Miriam Makeba est morte comme elle a vécu : pour la bonne cause. Cette arrière-grand-mère de 76 ans n’a jamais déposé les armes : malgré l’arthrose, elle continuait à monter sur scène et à soutenir des projets comme « ambassadeur de bonne volonté » des Nations unies. C’est à la fin d’un concert napolitain de soutien à Roberto Saviano, l’auteur menacé du best-seller Gomorra, qu’elle s’est effondrée, victime d’un infarctus.
En Afrique du Sud, les hommages affluent pour célébrer « Mama Africa », symbole depuis les années 60 de la lutte antiapartheid sur la scène musicale. « Ses mélodies obsédantes ont exprimé la souffrance de l’exil qu’elle a subi durant trente et une longues années. En même temps, sa musique nous a inspiré un formidable sentiment d’espoir », déclare Nelson Mandela, qui l’avait convaincue de rentrer en Afrique du Sud en 1991. « Elle avait un énorme appétit de vivre ; professionnelle, modeste et généreuse, quand on répétait en studio, elle apportait des plats exquis pour l’équipe », raconte son producteur, Cedric Samson.
Née en 1932 à Johannesburg, elle a commencé à chanter, à 21 ans, avec les Manhattan Brothers, groupe-phare des années 50. C’est l’âge d’or du jazz sud-africain et la jeune Makeba devient la coqueluche des tsotsis (gangsters) de Sophiatown, quartier swing de Johannesburg. Elle mêle le jazz, la musique des townships et les airs traditionnels, en un style qui marquera toute sa carrière. Ironie de l’histoire, c’est en Italie, où elle est décédée, que sa vie prend un tournant décisif, en 1959 : le gouvernement sud-africain lui retire son passeport pour la punir d’avoir participé à la présentation, au festival de Venise, d’un documentaire sur l’opéra jazz King Kong, dont elle est la chanteuse vedette. Voilà Makeba bannie ; ne pouvant enterrer sa mère, en 1960.

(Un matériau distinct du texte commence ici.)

//! Artifact classification for workspace listings.
//!
//! Artifacts are not first-class objects; listings annotate each file with a
//! semantic kind derived from its extension and path.

use std::path::Path;

use serde::{Deserialize, Serialize};

#[derive(Debug, Clone, Copy, PartialEq, Eq, Serialize, Deserialize)]
#[serde(rename_all = "snake_case")]
pub enum ArtifactKind {
    /// YAML design specification.
    Spec,
    /// Verilog / SystemVerilog source.
    Verilog,
    /// Testbench source (`*_tb.v`, `tb_*.v`).
    Testbench,
    /// VCD waveform dump.
    Waveform,
    /// Schematic SVG.
    Schematic,
    /// Layout output (GDS or layout SVG under a run subtree).
    Layout,
    /// SDC timing constraints.
    Constraints,
    /// Markdown report.
    Report,
    /// Synthesis log or report file under a run subtree.
    SynthLog,
    Other,
}

impl ArtifactKind {
    pub fn as_str(&self) -> &'static str {
        match self {
            ArtifactKind::Spec => "spec",
            ArtifactKind::Verilog => "verilog",
            ArtifactKind::Testbench => "testbench",
            ArtifactKind::Waveform => "waveform",
            ArtifactKind::Schematic => "schematic",
            ArtifactKind::Layout => "layout",
            ArtifactKind::Constraints => "constraints",
            ArtifactKind::Report => "report",
            ArtifactKind::SynthLog => "synth_log",
            ArtifactKind::Other => "other",
        }
    }
}

/// Classify a workspace-relative path.
pub fn classify(rel_path: &Path) -> ArtifactKind {
    let name = rel_path
        .file_name()
        .and_then(|n| n.to_str())
        .unwrap_or_default()
        .to_ascii_lowercase();
    let in_run_tree = rel_path
        .components()
        .any(|c| c.as_os_str().to_str() == Some("synth_runs"));

    let ext = rel_path
        .extension()
        .and_then(|e| e.to_str())
        .unwrap_or_default()
        .to_ascii_lowercase();

    match ext.as_str() {
        "yaml" | "yml" => ArtifactKind::Spec,
        "vcd" => ArtifactKind::Waveform,
        "gds" => ArtifactKind::Layout,
        "sdc" => ArtifactKind::Constraints,
        "md" => ArtifactKind::Report,
        "svg" => {
            if in_run_tree {
                ArtifactKind::Layout
            } else {
                ArtifactKind::Schematic
            }
        }
        "log" | "rpt" => {
            if in_run_tree {
                ArtifactKind::SynthLog
            } else {
                ArtifactKind::Other
            }
        }
        "v" | "sv" => {
            if name.ends_with("_tb.v")
                || name.ends_with("_tb.sv")
                || name.starts_with("tb_")
                || name == "tb.v"
            {
                ArtifactKind::Testbench
            } else {
                ArtifactKind::Verilog
            }
        }
        _ => ArtifactKind::Other,
    }
}

#[cfg(test)]
mod tests {
    use super::*;
    use std::path::PathBuf;

    fn kind(p: &str) -> ArtifactKind {
        classify(&PathBuf::from(p))
    }

    #[test]
    fn classifies_by_extension() {
        assert_eq!(kind("counter_spec.yaml"), ArtifactKind::Spec);
        assert_eq!(kind("counter.v"), ArtifactKind::Verilog);
        assert_eq!(kind("dump.vcd"), ArtifactKind::Waveform);
        assert_eq!(kind("constraints.sdc"), ArtifactKind::Constraints);
        assert_eq!(kind("design_report.md"), ArtifactKind::Report);
        assert_eq!(kind("notes.txt"), ArtifactKind::Other);
    }

    #[test]
    fn testbench_naming_conventions() {
        assert_eq!(kind("counter_tb.v"), ArtifactKind::Testbench);
        assert_eq!(kind("tb_fifo.sv"), ArtifactKind::Testbench);
        assert_eq!(kind("tb.v"), ArtifactKind::Testbench);
        assert_eq!(kind("counter.sv"), ArtifactKind::Verilog);
    }

    #[test]
    fn run_tree_context_changes_meaning() {
        assert_eq!(kind("schematic.svg"), ArtifactKind::Schematic);
        assert_eq!(kind("synth_runs/synth_0001/layout.svg"), ArtifactKind::Layout);
        assert_eq!(
            kind("synth_runs/synth_0001/logs/synth.log"),
            ArtifactKind::SynthLog
        );
        assert_eq!(kind("build.log"), ArtifactKind::Other);
    }
}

Son exil va durer une éternité : « Dans mon esprit, dans mon cœur, j’étais toujours à la maison, j’étais toujours en train d’imaginer que j’allais rentrer... » Elle est pourtant la première chanteuse africaine à percer aux Etats-Unis, où elle a suivi son « grand frère », l’acteur-chanteur de calypso Harry Belafonte. Grâce à ses hits (Pata Pata, The Click Song, Malaika), elle est la première Noire à recevoir, en 1966, un Grammy, avec Belafonte. Elle chante pour le président Kennedy et prend la parole devant les Nations unies, en 1963, pour dénoncer le régime de l’apartheid, qui lui retire sa citoyenneté et interdit ses chansons. Celle qui est devenue pour toujours « Mama Africa » n’a jamais vraiment profité de sa gloire : mal conseillée, elle n’a même pas touché les royalties énormes du standard annonciateur de ce qu’on allait appeler la « world music », Pata Pata.
En 1968, après deux divorces (notamment d’avec le trompettiste sud-africain Hugh Masekela), elle épouse un leader des Blacks Panthers, Stokely Carmichael, de Trinidad. Mal lui en prend : ses concerts sont annulés. Le couple s’installe alors en Guinée-Conakry à l’invitation du président Sékou Touré.
Après un nouveau divorce, Makeba vit ses années les plus sombres, marquée par la pauvreté, la dépression et le décès de sa fille Bongi.
En 1985, elle part s’installer à Bruxelles. Alors que la lutte antiapartheid prend de l’ampleur, elle fait un come-back en chantant en 1987 avec Paul Simon sur sa tournée Graceland. Ses vieux tubes connaissent une nouvelle vie.
En 2005, Miriam Makeba avait annoncé ses adieux à la scène, mais elle n’avait pas pu s’y résoudre. Elle continuait aussi de s’occuper à Johannesburg d’un centre qu’elle avait créé pour les jeunes filles victimes de violences. Le seul souvenir qu’elle voulait laisser était d’avoir été « une très bonne vieille dame ».